2022-06-18

About the app

The app was created as a part of the final project in the Coursera’s Data Data Science Capstone by Johns Hopkins University and is available here: https://www.coursera.org/learn/data-science-project/peer/EI1l4/final-project-submission/submit

The training data et for the prediction model was previously prepared as described in the Milestone report, available at https://rpubs.com/aaturki/Milestone. In short, from the raw data I removed non-latin characters, punctuation marks, digits, stopwords, and swearing words (based on the publicly available Google’s Bad Words list)

Deployment & Performance

Since introduction of the SBO (Stupid Back-Off) model R package the deployment of an N-gram prediction model in R became as easy as calling a function. More information on the sbo package is available at https://cran.r-project.org/web/packages/sbo/vignettes/sbo.html

# Train predictor
p <- sbo_predictor(object = t_train, # load dataset
                   N = 3, # Train a 3-gram model
                   dict = target ~ 0.75, # cover 75% of training corpus
                   .preprocess = sbo::preprocess, # Preprocessing transformation 
                   EOS = ".?!:;", # End-Of-Sentence tokens
                   lambda = 0.4, # Back-off penalization in SBO algorithm
                   L = 1L, # Number of predictions for input
                   filtered = "<UNK>"  # Exclude the <UNK> token from predictions
)

# Generate prediction 
predict(p, "i love")

Since the training process is computationally expensive the predictor can be saved as an RDA object (using first ‘sbo_predtable’ and then ‘save’ functions ) and after that loaded in global.R of the Shiny app and identified as a predictor (via ‘sbo_predictor’ function).

Accuracy evaluation

The accuracy of the predictor can be evaluated using one of the built in functions of the SBO packaged

# p - is a predictor, output of the sbo_predictor function or loaded output of the sbo_predtable

(evaluation <- eval_sbo_predictor(p, test = t_test))
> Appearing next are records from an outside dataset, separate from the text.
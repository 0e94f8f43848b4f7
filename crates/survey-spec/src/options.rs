use std::collections::BTreeMap;
use std::time::Duration;

use url::Url;

use crate::redirect::REDIRECT_DELAY;

/// Query parameter that turns on preview mode.
pub const PREVIEW_PARAM: &str = "preview";
/// Query parameter identifying the respondent.
pub const USER_ID_PARAM: &str = "userId";
/// Query parameter selecting the display language.
pub const LANGUAGE_PARAM: &str = "lang";

/// Per-session configuration of a survey player.
#[derive(Debug, Clone, PartialEq)]
pub struct PlayerOptions {
    /// Exercise the flow without writing anything remotely.
    pub preview: bool,
    pub user_id: Option<String>,
    /// Requested language; the survey default is used when absent.
    pub language: Option<String>,
    /// Origin of the response service, passed to every backend call.
    pub base_url: String,
    /// Page the survey is shown on, recorded in response metadata.
    pub page_url: Option<String>,
    /// Query parameters keyed by question id, candidates for prefilling.
    pub prefill: BTreeMap<String, String>,
    pub redirect_delay: Duration,
}

impl Default for PlayerOptions {
    fn default() -> Self {
        Self {
            preview: false,
            user_id: None,
            language: None,
            base_url: String::new(),
            page_url: None,
            prefill: BTreeMap::new(),
            redirect_delay: REDIRECT_DELAY,
        }
    }
}

impl PlayerOptions {
    /// Reads options from the page URL the survey was opened with.
    ///
    /// `preview=true` enables preview mode, `userId` names the respondent
    /// (ignored in preview), `lang` picks the language, and every other
    /// parameter is kept as a prefill candidate.
    pub fn from_url(url: &Url) -> Self {
        let mut options = PlayerOptions {
            base_url: url.origin().ascii_serialization(),
            page_url: Some(url.to_string()),
            ..PlayerOptions::default()
        };
        for (key, value) in url.query_pairs() {
            match key.as_ref() {
                PREVIEW_PARAM => options.preview = value == "true",
                USER_ID_PARAM => options.user_id = Some(value.into_owned()),
                LANGUAGE_PARAM => options.language = Some(value.into_owned()),
                _ => {
                    options
                        .prefill
                        .entry(key.into_owned())
                        .or_insert_with(|| value.into_owned());
                }
            }
        }
        if options.preview {
            options.user_id = None;
        }
        options
    }

    /// Parses `raw` as a URL first; see [`PlayerOptions::from_url`].
    pub fn from_url_str(raw: &str) -> Result<Self, url::ParseError> {
        Url::parse(raw).map(|url| Self::from_url(&url))
    }

    pub fn preview(mut self, preview: bool) -> Self {
        self.preview = preview;
        self
    }

    pub fn language(mut self, language: impl Into<String>) -> Self {
        self.language = Some(language.into());
        self
    }

    pub fn redirect_delay(mut self, delay: Duration) -> Self {
        self.redirect_delay = delay;
        self
    }
}

#[cfg(test)]
mod tests {
    use super::*;

    #[test]
    fn reads_query_parameters() {
        let options = PlayerOptions::from_url_str(
            "https://app.example.com/s/abc?userId=u1&lang=de&q1=Hello%20there&q1=ignored",
        )
        .expect("url");
        assert!(!options.preview);
        assert_eq!(options.user_id.as_deref(), Some("u1"));
        assert_eq!(options.language.as_deref(), Some("de"));
        assert_eq!(options.base_url, "https://app.example.com");
        assert_eq!(
            options.prefill.get("q1").map(String::as_str),
            Some("Hello there")
        );
    }

    #[test]
    fn preview_drops_the_user() {
        let options =
            PlayerOptions::from_url_str("https://app.example.com/s/abc?preview=true&userId=u1")
                .expect("url");
        assert!(options.preview);
        assert!(options.user_id.is_none());
    }
}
evaluation %>% # Accuracy for in-sentence predictions
    filter(true != "<EOS>") %>%
    summarise(accuracy = sum(correct) / n(),
              uncertainty = sqrt(accuracy * (1 - accuracy) / n()))

The resulting accuracy with SBO model and chosen training / test sets turned out to be

# A tibble: 1 x 2
  accuracy uncertainty
     <dbl>       <dbl>
1    0.128     0.00865

Conclusions

  • The introduction of the SBO package made it very easy to have some N-gram prediction model up and running.
  • While training the model is a very computationally expensive process, the ability to save the trained predictor greatly facilitates hosting of the Shiny app and improves its response time.
  • At the same time, the accuracy of the model still depends on the fundamentals, such as:
    • origins, size and quality of the data set;
    • how the data was sampled and cleaned;
    • parameters of the model.
  • To improve the accuracy of the model it might be beneficial to include other text corpora. Blog, News and Twitter text have a specific style (or limitations, such as the number of characters in a Tweet) that might not always correspond to the user expectations.